--- Provided data ---
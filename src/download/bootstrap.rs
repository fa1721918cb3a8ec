use std::net::SocketAddrV4;

use tracing::{debug, info};

use super::error::DownloadError;
use crate::metainfo::{Info, InfoHash};
use crate::peer::{PeerError, PeerId, PeerSession};

/// Obtains the info dictionary from the swarm, given only the info hash.
///
/// Peers are tried in tracker order; those that do not advertise extension
/// support, or fail anywhere in the exchange, are skipped. The first peer
/// whose metadata hashes to `info_hash` wins.
pub async fn fetch_info(
    peers: &[SocketAddrV4],
    info_hash: &InfoHash,
    peer_id: &PeerId,
) -> Result<Info, DownloadError> {
    if peers.is_empty() {
        return Err(DownloadError::NoPeers);
    }

    for &addr in peers {
        match fetch_info_from(addr, info_hash, peer_id).await {
            Ok(info) => {
                info!(peer = %addr, pieces = info.num_pieces(), "metadata obtained");
                return Ok(info);
            }
            Err(err) => {
                debug!(peer = %addr, %err, "metadata fetch failed, trying next peer");
            }
        }
    }

    Err(DownloadError::MetadataUnavailable)
}

/// Fetches and parses the info dictionary from a single peer.
async fn fetch_info_from(
    addr: SocketAddrV4,
    info_hash: &InfoHash,
    peer_id: &PeerId,
) -> Result<Info, DownloadError> {
    let mut session = probe_extension_peer(addr, info_hash, peer_id).await?;
    session.extension_handshake().await?;
    let raw = session.fetch_metadata(info_hash).await?;
    session.close();
    Ok(Info::from_raw(&raw)?)
}

/// Connects to a peer with the extension bit set and reads past the
/// bitfield, leaving the session ready for the extension handshake.
///
/// Fails if the remote did not set the extension bit in its handshake.
pub async fn probe_extension_peer(
    addr: SocketAddrV4,
    info_hash: &InfoHash,
    peer_id: &PeerId,
) -> Result<PeerSession, PeerError> {
    let mut session = PeerSession::connect(addr, info_hash, peer_id, true).await?;
    if !session.supports_extensions {
        return Err(PeerError::Extension(
            "peer does not support the extension protocol".into(),
        ));
    }
    session.await_bitfield().await?;
    Ok(session)
}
---
## Assignment:
Set down the records again verbatim, so that each word stays as it is.

## Answer section:
filename src/download/bootstrap.rs
repository fa1721918cb3a8ec
use std::net::SocketAddrV4;

use tracing::{debug, info};

use super::error::DownloadError;
use crate::metainfo::{Info, InfoHash};
use crate::peer::{PeerError, PeerId, PeerSession};

/// Obtains the info dictionary from the swarm, given only the info hash.
///
/// Peers are tried in tracker order; those that do not advertise extension
/// support, or fail anywhere in the exchange, are skipped. The first peer
/// whose metadata hashes to `info_hash` wins.
pub async fn fetch_info(
    peers: &[SocketAddrV4],
    info_hash: &InfoHash,
    peer_id: &PeerId,
) -> Result<Info, DownloadError> {
    if peers.is_empty() {
        return Err(DownloadError::NoPeers);
    }

    for &addr in peers {
        match fetch_info_from(addr, info_hash, peer_id).await {
            Ok(info) => {
                info!(peer = %addr, pieces = info.num_pieces(), "metadata obtained");
                return Ok(info);
            }
            Err(err) => {
                debug!(peer = %addr, %err, "metadata fetch failed, trying next peer");
            }
        }
    }

    Err(DownloadError::MetadataUnavailable)
}

/// Fetches and parses the info dictionary from a single peer.
async fn fetch_info_from(
    addr: SocketAddrV4,
    info_hash: &InfoHash,
    peer_id: &PeerId,
) -> Result<Info, DownloadError> {
    let mut session = probe_extension_peer(addr, info_hash, peer_id).await?;
    session.extension_handshake().await?;
    let raw = session.fetch_metadata(info_hash).await?;
    session.close();
    Ok(Info::from_raw(&raw)?)
}

/// Connects to a peer with the extension bit set and reads past the
/// bitfield, leaving the session ready for the extension handshake.
///
/// Fails if the remote did not set the extension bit in its handshake.
pub async fn probe_extension_peer(
    addr: SocketAddrV4,
    info_hash: &InfoHash,
    peer_id: &PeerId,
) -> Result<PeerSession, PeerError> {
    let mut session = PeerSession::connect(addr, info_hash, peer_id, true).await?;
    if !session.supports_extensions {
        return Err(PeerError::Extension(
            "peer does not support the extension protocol".into(),
        ));
    }
    session.await_bitfield().await?;
    Ok(session)
}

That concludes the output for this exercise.